A Nashville organization is giving feet to athletes who want to run and compete with every other athlete.
Amputee Blade Runners is a non-profit organization that provides and fits athletes with specialized prosthetic legs and feet.
"What we provide to our runners are a sports specific prosthetic," explained Daryl Farler, a double amputee who works with the organization.
He continued, "We provide them with anything from just a running leg to a leg they can play basketball with, or soccer."
Troy Cronin, a 17-year-old from Massachusetts, raised $2,000 to make the trip to Nashville to receive his new prosthetics.
The teen lost both of his lower legs from a bout with bacterial meningitis when he was just two years old.
"These legs will help me run with less pressure onto my legs and there will be less friction," Cronin said.
On Sunday, Cronin was fitted with the prosthesis and is getting accustomed to them before heading home at the end of the week.
"I appreciate all the hard work they're putting in, and time," Cronin told News 2. "Because without them, I don't think I would have any blades or sports feet."
On Tuesday night, a second prosthetic recipient, Noah McLaughlin of Williamson County, played his first basketball game with the help of a running prosthetic.

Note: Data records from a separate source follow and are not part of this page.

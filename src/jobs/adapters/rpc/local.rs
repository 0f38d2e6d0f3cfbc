//! In-process scheduler client calling the service directly.

use crate::jobs::{
    domain::{Hostname, JobId, JobResultStatus, LogArtifactId},
    ports::{CodeImportStore, ImportData, SchedulerClient, SchedulerRpcError, SchedulerRpcResult},
    services::SchedulerService,
};
use async_trait::async_trait;
use mockable::Clock;
use std::sync::Arc;

/// Scheduler client for dispatchers and workers sharing the scheduler's
/// process.
#[derive(Clone)]
pub struct LocalSchedulerClient<S, C>
where
    S: CodeImportStore,
    C: Clock + Send + Sync,
{
    service: Arc<SchedulerService<S, C>>,
}

impl<S, C> LocalSchedulerClient<S, C>
where
    S: CodeImportStore,
    C: Clock + Send + Sync,
{
    /// Wraps a scheduler service.
    #[must_use]
    pub const fn new(service: Arc<SchedulerService<S, C>>) -> Self {
        Self { service }
    }
}

#[async_trait]
impl<S, C> SchedulerClient for LocalSchedulerClient<S, C>
where
    S: CodeImportStore,
    C: Clock + Send + Sync,
{
    async fn get_job_for_machine(
        &self,
        hostname: &Hostname,
        worker_limit: usize,
    ) -> SchedulerRpcResult<Option<JobId>> {
        self.service
            .get_job_for_machine(hostname, worker_limit)
            .await
            .map_err(SchedulerRpcError::from)
    }

    async fn get_import_data_for_job_id(&self, job_id: JobId) -> SchedulerRpcResult<ImportData> {
        self.service
            .get_import_data_for_job_id(job_id)
            .await
            .map_err(SchedulerRpcError::from)
    }

    async fn update_heartbeat(&self, job_id: JobId, log_tail: &str) -> SchedulerRpcResult<()> {
        self.service
            .update_heartbeat(job_id, log_tail)
            .await
            .map_err(SchedulerRpcError::from)
    }

    async fn finish_job(
        &self,
        job_id: JobId,
        status: JobResultStatus,
        log_artifact: Option<LogArtifactId>,
    ) -> SchedulerRpcResult<()> {
        self.service
            .finish_job(job_id, status, log_artifact)
            .await
            .map_err(SchedulerRpcError::from)
    }
}
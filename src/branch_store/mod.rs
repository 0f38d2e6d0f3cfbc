//! Branch store: where import mirrors live between runs.
//!
//! Workers pull the previous mirror of an import into a scratch directory,
//! update it from the foreign repository and push it back. Scoped leases
//! keep two workers from updating the same mirror at once.

pub mod domain;
pub mod filesystem;
pub mod lease;
pub mod ports;

pub use domain::ImportBranchRef;
pub use filesystem::{FilesystemBranchStore, IMPORT_MARKER};
pub use lease::{LeaseError, LeaseGuard, LeaseManager, LeaseResult};
pub use ports::{BranchStore, BranchStoreError, BranchStoreResult, PullOutcome, PushOutcome};

#[cfg(test)]
mod tests;
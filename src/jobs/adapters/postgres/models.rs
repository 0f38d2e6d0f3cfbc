//! Diesel row models for code import persistence.

use super::schema::{
    code_import_events, code_import_jobs, code_import_machines, code_import_results, code_imports,
};
use chrono::{DateTime, Utc};
use diesel::prelude::*;
use serde_json::Value;

/// Query result row for machines.
#[derive(Debug, Clone, Queryable, Selectable)]
#[diesel(table_name = code_import_machines)]
#[diesel(check_for_backend(diesel::pg::Pg))]
pub struct MachineRow {
    /// Machine identifier.
    pub id: i64,
    /// Hostname.
    pub hostname: String,
    /// Availability state.
    pub state: String,
    /// Last dispatcher poll.
    pub heartbeat: Option<DateTime<Utc>>,
    /// Registration timestamp.
    pub created_at: DateTime<Utc>,
    /// Last update timestamp.
    pub updated_at: DateTime<Utc>,
}

/// Insert model for machines.
#[derive(Debug, Clone, Insertable)]
#[diesel(table_name = code_import_machines)]
pub struct NewMachineRow {
    /// Hostname.
    pub hostname: String,
    /// Availability state.
    pub state: String,
    /// Registration timestamp.
    pub created_at: DateTime<Utc>,
    /// Last update timestamp.
    pub updated_at: DateTime<Utc>,
}

/// Query result row for import configurations.
#[derive(Debug, Clone, Queryable, Selectable)]
#[diesel(table_name = code_imports)]
#[diesel(check_for_backend(diesel::pg::Pg))]
pub struct ImportRow {
    /// Import identifier.
    pub id: i64,
    /// Tagged source JSON payload.
    pub source: Value,
    /// Target branch name.
    pub target_branch: String,
    /// Review status.
    pub review_status: String,
    /// Update interval override in seconds.
    pub update_interval_seconds: Option<i64>,
    /// Failed runs since the last success.
    pub consecutive_failure_count: i32,
    /// Date of the last successful run.
    pub date_last_successful: Option<DateTime<Utc>>,
    /// Creation timestamp.
    pub created_at: DateTime<Utc>,
    /// Last update timestamp.
    pub updated_at: DateTime<Utc>,
}

/// Insert model for import configurations.
#[derive(Debug, Clone, Insertable)]
#[diesel(table_name = code_imports)]
pub struct NewImportRow {
    /// Tagged source JSON payload.
    pub source: Value,
    /// Target branch name.
    pub target_branch: String,
    /// Review status.
    pub review_status: String,
    /// Update interval override in seconds.
    pub update_interval_seconds: Option<i64>,
    /// Failed runs since the last success.
    pub consecutive_failure_count: i32,
    /// Creation timestamp.
    pub created_at: DateTime<Utc>,
    /// Last update timestamp.
    pub updated_at: DateTime<Utc>,
}

/// Changeset for import configuration bookkeeping.
#[derive(Debug, Clone, AsChangeset)]
#[diesel(table_name = code_imports)]
#[diesel(treat_none_as_null = true)]
pub struct ImportChangeset {
    /// Review status.
    pub review_status: String,
    /// Update interval override in seconds.
    pub update_interval_seconds: Option<i64>,
    /// Failed runs since the last success.
    pub consecutive_failure_count: i32,
    /// Date of the last successful run.
    pub date_last_successful: Option<DateTime<Utc>>,
    /// Last update timestamp.
    pub updated_at: DateTime<Utc>,
}

/// Query result row for jobs.
#[derive(Debug, Clone, Queryable, QueryableByName, Selectable)]
#[diesel(table_name = code_import_jobs)]
#[diesel(check_for_backend(diesel::pg::Pg))]
pub struct JobRow {
    /// Job identifier.
    pub id: i64,
    /// Owning import.
    pub import_id: i64,
    /// Lifecycle state.
    pub state: String,
    /// Machine running the job.
    pub machine_id: Option<i64>,
    /// Earliest claim time.
    pub date_due: DateTime<Utc>,
    /// Creation timestamp.
    pub date_created: DateTime<Utc>,
    /// Claim timestamp.
    pub date_started: Option<DateTime<Utc>>,
    /// Last worker heartbeat.
    pub heartbeat: Option<DateTime<Utc>>,
    /// Last reported log excerpt.
    pub log_tail: String,
}

/// Insert model for pending jobs.
#[derive(Debug, Clone, Insertable)]
#[diesel(table_name = code_import_jobs)]
pub struct NewJobRow {
    /// Owning import.
    pub import_id: i64,
    /// Lifecycle state.
    pub state: String,
    /// Earliest claim time.
    pub date_due: DateTime<Utc>,
    /// Creation timestamp.
    pub date_created: DateTime<Utc>,
    /// Initial log excerpt.
    pub log_tail: String,
}

/// Row model for results.
#[derive(Debug, Clone, Queryable, Selectable, Insertable)]
#[diesel(table_name = code_import_results)]
#[diesel(check_for_backend(diesel::pg::Pg))]
pub struct ResultRow {
    /// Result identifier.
    pub id: uuid::Uuid,
    /// Import the job ran for.
    pub import_id: i64,
    /// Machine that ran the job.
    pub machine_id: Option<i64>,
    /// Terminal status.
    pub status: String,
    /// Last log excerpt.
    pub log_tail: String,
    /// Uploaded log reference.
    pub log_artifact_id: Option<i64>,
    /// Claim timestamp of the job.
    pub date_job_started: Option<DateTime<Utc>>,
    /// Finish timestamp.
    pub date_finished: DateTime<Utc>,
}

/// Query result row for audit events.
#[derive(Debug, Clone, Queryable, Selectable)]
#[diesel(table_name = code_import_events)]
#[diesel(check_for_backend(diesel::pg::Pg))]
pub struct EventRow {
    /// Event identifier.
    pub id: uuid::Uuid,
    /// Event kind.
    pub kind: String,
    /// Machine involved.
    pub machine_id: Option<i64>,
    /// Import involved.
    pub import_id: Option<i64>,
    /// Free-text detail.
    pub detail: Option<String>,
    /// Recording timestamp.
    pub recorded_at: DateTime<Utc>,
}

/// Insert model for audit events.
#[derive(Debug, Clone, Insertable)]
#[diesel(table_name = code_import_events)]
pub struct NewEventRow {
    /// Event identifier.
    pub id: uuid::Uuid,
    /// Event kind.
    pub kind: String,
    /// Machine involved.
    pub machine_id: Option<i64>,
    /// Import involved.
    pub import_id: Option<i64>,
    /// Free-text detail.
    pub detail: Option<String>,
    /// Recording timestamp.
    pub recorded_at: DateTime<Utc>,
}
//! Positional worker arguments describing what an import job mirrors.

use super::{ImportSource, JobDomainError, TargetBranch, VcsKind};

/// Decoded worker arguments: the target branch and the foreign source.
///
/// The argument vector is `[target, kind, url]` for URL-based systems and
/// `[target, "cvs", root, module]` for CVS.
#[derive(Debug, Clone, PartialEq, Eq)]
pub struct ImportSourceDetails {
    /// Branch the import mirrors into.
    pub target: TargetBranch,
    /// Foreign repository location.
    pub source: ImportSource,
}

impl ImportSourceDetails {
    /// Creates details from their parts.
    #[must_use]
    pub const fn new(target: TargetBranch, source: ImportSource) -> Self {
        Self { target, source }
    }

    /// Encodes the details as worker arguments.
    #[must_use]
    pub fn to_arguments(&self) -> Vec<String> {
        let mut arguments = vec![
            self.target.as_str().to_owned(),
            self.source.kind().as_str().to_owned(),
        ];
        match &self.source {
            ImportSource::Cvs { root, module } => {
                arguments.push(root.clone());
                arguments.push(module.clone());
            }
            ImportSource::Svn { url } | ImportSource::Git { url } | ImportSource::Bzr { url } => {
                arguments.push(url.clone());
            }
        }
        arguments
    }

    /// Decodes worker arguments.
    ///
    /// # Errors
    ///
    /// Returns [`JobDomainError::InvalidWorkerArguments`] when the vector has
    /// the wrong shape or names an unknown VCS, and the relevant validation
    /// error when the target or source values are malformed.
    pub fn from_arguments<S: AsRef<str>>(arguments: &[S]) -> Result<Self, JobDomainError> {
        let values: Vec<&str> = arguments.iter().map(AsRef::as_ref).collect();
        let (target, kind_name, rest) = match values.as_slice() {
            [target, kind_name, rest @ ..] => (*target, *kind_name, rest),
            _ => {
                return Err(JobDomainError::InvalidWorkerArguments(format!(
                    "expected at least 3 arguments, got {}",
                    values.len()
                )));
            }
        };
        let kind = VcsKind::try_from(kind_name)
            .map_err(|err| JobDomainError::InvalidWorkerArguments(err.to_string()))?;
        let source = match (kind, rest) {
            (VcsKind::Cvs, [root, module]) => ImportSource::cvs(*root, *module)?,
            (VcsKind::Svn | VcsKind::Git | VcsKind::Bzr, [url]) => {
                ImportSource::from_url(kind, *url)?
            }
            _ => {
                return Err(JobDomainError::InvalidWorkerArguments(format!(
                    "{} imports take {} source argument(s), got {}",
                    kind,
                    if kind == VcsKind::Cvs { 2 } else { 1 },
                    rest.len()
                )));
            }
        };
        Ok(Self {
            target: TargetBranch::new(target)?,
            source,
        })
    }
}
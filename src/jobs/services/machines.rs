//! Operator-facing machine administration.

use crate::jobs::{
    domain::{
        CodeImportJob, CodeImportMachine, Hostname, JobDomainError, MachineCommand, MachineState,
    },
    ports::{CodeImportStore, CodeImportStoreError},
};
use mockable::Clock;
use std::sync::Arc;
use thiserror::Error;

/// Service-level errors for machine administration.
#[derive(Debug, Error)]
pub enum MachineAdminError {
    /// The hostname is not registered.
    #[error("unknown machine: {0}")]
    UnknownMachine(Hostname),
    /// Domain validation failed.
    #[error(transparent)]
    Domain(#[from] JobDomainError),
    /// Store operation failed.
    #[error(transparent)]
    Store(#[from] CodeImportStoreError),
}

/// Result type for machine administration.
pub type MachineAdminResult<T> = Result<T, MachineAdminError>;

/// A machine together with the jobs it is running.
#[derive(Debug, Clone, PartialEq, Eq)]
pub struct MachineStatus {
    /// The machine.
    pub machine: CodeImportMachine,
    /// Jobs currently running on it.
    pub running_jobs: Vec<CodeImportJob>,
}

/// Registers machines and moves them in and out of rotation.
#[derive(Clone)]
pub struct MachineAdminService<S, C>
where
    S: CodeImportStore,
    C: Clock + Send + Sync,
{
    store: Arc<S>,
    clock: Arc<C>,
}

impl<S, C> MachineAdminService<S, C>
where
    S: CodeImportStore,
    C: Clock + Send + Sync,
{
    /// Creates a new machine administration service.
    #[must_use]
    pub const fn new(store: Arc<S>, clock: Arc<C>) -> Self {
        Self { store, clock }
    }

    /// Registers a new machine. It starts offline.
    ///
    /// # Errors
    ///
    /// Returns [`MachineAdminError::Store`] when the hostname is already
    /// registered or persistence fails.
    pub async fn register(&self, hostname: &Hostname) -> MachineAdminResult<CodeImportMachine> {
        let machine = self
            .store
            .register_machine(hostname, MachineState::Offline, self.clock.utc())
            .await?;
        tracing::info!(hostname = %hostname, machine_id = %machine.id(), "registered machine");
        Ok(machine)
    }

    /// Puts a machine into rotation. Starting a quiescing machine cancels its
    /// drain.
    ///
    /// # Errors
    ///
    /// Returns [`MachineAdminError::UnknownMachine`] for unregistered
    /// hostnames and [`MachineAdminError::Domain`] when the machine is
    /// already online.
    pub async fn start(
        &self,
        hostname: &Hostname,
        reason: Option<String>,
    ) -> MachineAdminResult<CodeImportMachine> {
        self.transition(hostname, reason, MachineCommand::Start)
            .await
    }

    /// Stops handing new work to a machine; it goes offline once its running
    /// jobs finish.
    ///
    /// # Errors
    ///
    /// Returns [`MachineAdminError::UnknownMachine`] for unregistered
    /// hostnames and [`MachineAdminError::Domain`] unless the machine is
    /// online.
    pub async fn stop(
        &self,
        hostname: &Hostname,
        reason: Option<String>,
    ) -> MachineAdminResult<CodeImportMachine> {
        self.transition(hostname, reason, MachineCommand::Stop)
            .await
    }

    /// Returns a machine with its running jobs.
    ///
    /// # Errors
    ///
    /// Returns [`MachineAdminError::UnknownMachine`] for unregistered
    /// hostnames.
    pub async fn status(&self, hostname: &Hostname) -> MachineAdminResult<MachineStatus> {
        let machine = self.find(hostname).await?;
        let running_jobs = self.store.list_running_jobs(machine.id()).await?;
        Ok(MachineStatus {
            machine,
            running_jobs,
        })
    }

    /// Lists every registered machine.
    ///
    /// # Errors
    ///
    /// Returns [`MachineAdminError::Store`] when persistence fails.
    pub async fn list(&self) -> MachineAdminResult<Vec<CodeImportMachine>> {
        Ok(self.store.list_machines().await?)
    }

    async fn find(&self, hostname: &Hostname) -> MachineAdminResult<CodeImportMachine> {
        self.store
            .find_machine_by_hostname(hostname)
            .await?
            .ok_or_else(|| MachineAdminError::UnknownMachine(hostname.clone()))
    }

    async fn transition(
        &self,
        hostname: &Hostname,
        reason: Option<String>,
        command: MachineCommand,
    ) -> MachineAdminResult<CodeImportMachine> {
        let machine_id = self.find(hostname).await?.id();
        let detail = reason.clone().unwrap_or_default();
        let machine = self
            .store
            .transition_machine(machine_id, command, reason, self.clock.utc())
            .await
            .map_err(|err| match err {
                CodeImportStoreError::Transition(domain) => MachineAdminError::Domain(domain),
                CodeImportStoreError::MachineNotFound(_) => {
                    MachineAdminError::UnknownMachine(hostname.clone())
                }
                other => MachineAdminError::Store(other),
            })?;
        tracing::info!(
            hostname = %hostname,
            command = command.as_str(),
            state = %machine.state(),
            reason = %detail,
            "machine state changed"
        );
        Ok(machine)
    }
}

McLaughlin was born with no fingers and without the lower portion of his right leg.
"He's always positive. You never hear him complain, things he can't do, he asks for help, and things he can he just does it. When you watch him like when he gets dressed, or just puts on his leg, just normal things. He just blows my mind," Father Cameron McLaughlin said proudly.
Noah McLaughlin helped lead his team to victory 35-31.
According to the non-profit organization's Web site, running prosthetics are not covered by insurance because companies deem them not medically necessary.
Runner's blades can cost as much as $50,000 for the pair.
Currently, the Amputee Blade Runners has provided prosthetics to athletes in 18 states with a goal of reaching at least one athlete in every state.
Athletes apply for grants to be accepted into the program. The organization is funded by its founder and other local charities.